I worked on a large legacy code base where we had a big archunit_ignore_patterns file. It always was a bit hard to maintain the file because of the size and since many developers didn't bother to update it after refactoring, there were a lot unnecessary patterns in there. To remove obsolete ignore patterns, we sometimes deleted all patterns, executed the tests and then converted the log output of violations into patterns with search/replace in a tetx editor and then dumped those patterns into the archunit_ignore_patterns file. If unused patterns were reported too, we could have identified those more easily and remove them by hand more frequently.

I also toyed with the idea to run tests with a special flag which would generate a configurable pattern for each rule violation (e.g. a combination of rule and class name) and then either report all patterns so that they can be copied to the ignore file manually or even automatically re-generate the archunit_ignore_patterns file. That would have been helpful for our workflow but at some point we reduced the amount of ignore patterns to a manageable level so I didn't implement anything like that.

kapexx avatar Jun 26 '19 11:06 kapexx

You'll probably like #181. ;)

hankem avatar Jun 26 '19 15:06 hankem

I do agree that there is some room for optimization of the ignore pattern handling. My thoughts when I originally implemented it was, that maybe you have one central ignore file and want to reuse if within different sub projects, no matter if all the patterns are matched. Meanwhile I also don't know if people use it that way. But I guess it wouldn't be too hard to log out the patterns that didn't match anything. The question would be at what level the logging should be done. If you assume it's a misuse, then you could log a warning. But then on the other hand you could also raise an exception. The other possibility would be info or debug logging, just for cases where you want to continuously clean up that file manually.
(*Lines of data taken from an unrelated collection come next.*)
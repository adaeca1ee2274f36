use std::cmp::Ordering;
use std::collections::BinaryHeap;
use std::fmt::{self, Debug, Display, Formatter};
use std::hash::Hash;

use fnv::FnvHashMap;
use prettytable::{format, Cell, Row, Table};
use separator::Separatable;
use typed_arena::Arena;

#[cfg(feature = "graph")]
use crate::solver::graph::Graph;

use crate::solver::backtracking::backtrack_actions;
use crate::solver::Cost;

/// What the search needs to know about a puzzle.
pub(crate) trait Problem {
    type State: Clone + Eq + Hash + Debug;
    type Action: Copy + Debug;

    fn initial_state(&self) -> Self::State;

    /// Legal actions in a fixed order.
    fn actions(&self, state: &Self::State) -> Vec<Self::Action>;

    fn result(&self, state: &Self::State, action: Self::Action) -> Self::State;

    fn is_goal(&self, state: &Self::State) -> bool;

    fn step_cost(&self, prev: &Self::State, action: Self::Action, next: &Self::State) -> Cost;

    /// Lower is more promising.
    fn estimate(&self, state: &Self::State) -> Cost;

    #[cfg(feature = "graph")]
    fn describe(&self, state: &Self::State) -> String {
        format!("{:?}", state)
    }
}

#[derive(Debug)]
pub(crate) enum SearchOutcome<A> {
    Found { actions: Vec<A>, cost: Cost },
    Exhausted,
    BudgetExceeded,
}

#[derive(Debug)]
pub(crate) struct SearchResult<A> {
    pub(crate) outcome: SearchOutcome<A>,
    pub(crate) stats: Stats,
}

#[derive(Clone, Default, PartialEq, Eq)]
pub struct Stats {
    created_states: Vec<u64>,
    visited_states: Vec<u64>,
    duplicate_states: Vec<u64>,
}

impl Stats {
    pub(crate) fn new() -> Self {
        Stats::default()
    }

    pub fn total_created(&self) -> u64 {
        self.created_states.iter().sum()
    }

    pub fn total_unique_visited(&self) -> u64 {
        self.visited_states.iter().sum()
    }

    pub fn total_reached_duplicates(&self) -> u64 {
        self.duplicate_states.iter().sum()
    }

    fn add_created<S, A>(&mut self, node: &SearchNode<'_, S, A>) -> bool {
        Self::add(&mut self.created_states, node.depth)
    }

    fn add_unique_visited<S, A>(&mut self, node: &SearchNode<'_, S, A>) -> bool {
        Self::add(&mut self.visited_states, node.depth)
    }

    fn add_reached_duplicate<S, A>(&mut self, node: &SearchNode<'_, S, A>) -> bool {
        Self::add(&mut self.duplicate_states, node.depth)
    }

    /// Returns true when reaching a new depth.
    fn add(counts: &mut Vec<u64>, depth: u32) -> bool {
        let depth = depth as usize;
        let mut ret = false;

        // while because some depths might be skipped
        while depth >= counts.len() {
            counts.push(0);
            ret = true;
        }
        counts[depth] += 1;
        ret
    }

    fn depth_table(&self) -> Table {
        let mut table = Table::new();
        table.set_format(*format::consts::FORMAT_CLEAN);
        table.set_titles(Row::new(vec![
            Cell::new("Depth"),
            Cell::new("Created"),
            Cell::new("Unique"),
            Cell::new("Duplicates"),
            Cell::new("Unknown (not reached)"),
        ]));

        // created_states should be the longest vec
        for (depth, &created) in self.created_states.iter().enumerate() {
            let visited = self.visited_states.get(depth).cloned().unwrap_or(0);
            let duplicates = self.duplicate_states.get(depth).cloned().unwrap_or(0);
            let left = created.saturating_sub(visited + duplicates);
            table.add_row(Row::new(vec![
                Cell::new(&format!("{}:", depth)),
                Cell::new(&created.separated_string()),
                Cell::new(&visited.separated_string()),
                Cell::new(&duplicates.separated_string()),
                Cell::new(&left.separated_string()),
            ]));
        }
        table
    }
}

impl Display for Stats {
    fn fmt(&self, f: &mut Formatter<'_>) -> fmt::Result {
        let created = self.total_created();
        let visited = self.total_unique_visited();
        let duplicates = self.total_reached_duplicates();
        let left = created.saturating_sub(visited + duplicates);
        writeln!(f, "States created total: {}", created.separated_string())?;
        writeln!(f, "Unique visited total: {}", visited.separated_string())?;
        writeln!(f, "Reached duplicates total: {}", duplicates.separated_string())?;
        writeln!(f, "Created but not reached total: {}", left.separated_string())?;
        writeln!(f)?;
        write!(f, "{}", self.depth_table())
    }
}

impl Debug for Stats {
    fn fmt(&self, f: &mut Formatter<'_>) -> fmt::Result {
        writeln!(f, "total created / unique visited / reached duplicates:")?;
        writeln!(
            f,
            "{:<16}{:<17}{}",
            self.total_created().separated_string(),
            self.total_unique_visited().separated_string(),
            self.total_reached_duplicates().separated_string()
        )
    }
}

#[derive(Debug)]
struct SearchNode<'a, S, A> {
    state: &'a S,
    prev: Option<(&'a S, A)>,
    depth: u32,
    /// Path cost so far.
    cost: Cost,
    /// Path cost + estimate.
    total: Cost,
    /// Order of creation, also the node's index in the graph.
    seq: usize,
}

impl<'a, S, A> SearchNode<'a, S, A> {
    fn new(
        state: &'a S,
        prev: Option<(&'a S, A)>,
        depth: u32,
        cost: Cost,
        estimate: Cost,
        seq: usize,
    ) -> Self {
        Self {
            state,
            prev,
            depth,
            cost,
            total: cost.saturating_add(estimate),
            seq,
        }
    }
}

impl<S, A> Ord for SearchNode<'_, S, A> {
    fn cmp(&self, other: &Self) -> Ordering {
        // intentionally reversed for BinaryHeap:
        // lowest total first, then deepest (highest cost), then oldest
        other
            .total
            .cmp(&self.total)
            .then_with(|| self.cost.cmp(&other.cost))
            .then_with(|| other.seq.cmp(&self.seq))
    }
}

impl<S, A> PartialOrd for SearchNode<'_, S, A> {
    fn partial_cmp(&self, other: &Self) -> Option<Ordering> {
        Some(self.cmp(other))
    }
}

impl<S, A> PartialEq for SearchNode<'_, S, A> {
    fn eq(&self, other: &Self) -> bool {
        self.seq == other.seq
    }
}

impl<S, A> Eq for SearchNode<'_, S, A> {}

/// A* graph search. `max_nodes` limits the number of expanded (unique visited) states.
pub(crate) fn search<P: Problem>(
    problem: &P,
    max_nodes: Option<u64>,
    print_status: bool,
) -> SearchResult<P::Action> {
    debug!("Search called");

    let arena = Arena::new();
    let mut stats = Stats::new();
    let mut to_visit = BinaryHeap::new();
    let mut prevs = FnvHashMap::default();
    let mut seq = 0;

    #[cfg(feature = "graph")]
    let mut graph = Graph::new();

    let start: &P::State = arena.alloc(problem.initial_state());
    let start_node = SearchNode::new(start, None, 0, 0, problem.estimate(start), seq);
    seq += 1;
    stats.add_created(&start_node);
    #[cfg(feature = "graph")]
    graph.add(label(problem, &start_node), None);
    to_visit.push(start_node);

    while let Some(cur_node) = to_visit.pop() {
        if prevs.contains_key(cur_node.state) {
            stats.add_reached_duplicate(&cur_node);
            #[cfg(feature = "graph")]
            graph.mark_duplicate(cur_node.seq);
            continue;
        }

        if let Some(max_nodes) = max_nodes {
            if stats.total_unique_visited() >= max_nodes {
                debug!("Reached the limit of {} expanded states", max_nodes);
                #[cfg(feature = "graph")]
                graph.draw();
                return SearchResult {
                    outcome: SearchOutcome::BudgetExceeded,
                    stats,
                };
            }
        }

        if stats.add_unique_visited(&cur_node) && print_status {
            println!("Visited new depth: {}", cur_node.depth);
            println!("{:?}", stats);
        }
        #[cfg(feature = "graph")]
        graph.mark_unique(cur_node.seq);

        // insert here and not as soon as we discover it
        // otherwise we overwrite the cheapest path with more expensive ones
        prevs.insert(cur_node.state, cur_node.prev);

        if problem.is_goal(cur_node.state) {
            debug!("Solved, backtracking path");
            #[cfg(feature = "graph")]
            graph.draw();
            return SearchResult {
                outcome: SearchOutcome::Found {
                    actions: backtrack_actions(&prevs, cur_node.state),
                    cost: cur_node.cost,
                },
                stats,
            };
        }

        for action in problem.actions(cur_node.state) {
            let next_state: &P::State = arena.alloc(problem.result(cur_node.state, action));
            let cost =
                cur_node.cost + problem.step_cost(cur_node.state, action, next_state);
            let next_node = SearchNode::new(
                next_state,
                Some((cur_node.state, action)),
                cur_node.depth + 1,
                cost,
                problem.estimate(next_state),
                seq,
            );
            seq += 1;
            stats.add_created(&next_node);
            #[cfg(feature = "graph")]
            graph.add(label(problem, &next_node), Some(cur_node.seq));
            to_visit.push(next_node);
        }
    }

    debug!("Frontier exhausted");
    #[cfg(feature = "graph")]
    graph.draw();
    SearchResult {
        outcome: SearchOutcome::Exhausted,
        stats,
    }
}

#[cfg(feature = "graph")]
fn label<P: Problem>(problem: &P, node: &SearchNode<'_, P::State, P::Action>) -> String {
    format!(
        "d: {}, h: {}\ncost: {}\n{}",
        node.depth,
        node.total - node.cost,
        node.total,
        problem.describe(node.state)
    )
}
As @hankem pointed out, instead of investing more energy to create ignore patterns automatically, I would recommend to use the new FreezingArchRule with the next release, which will not only provide a convenient way to ignore the current state of a rule, but moreover automatically reduces the threshold if violations are fixed in time. It was pretty much designed for exactly that use case (it just needs some more testing if it works sufficiently well).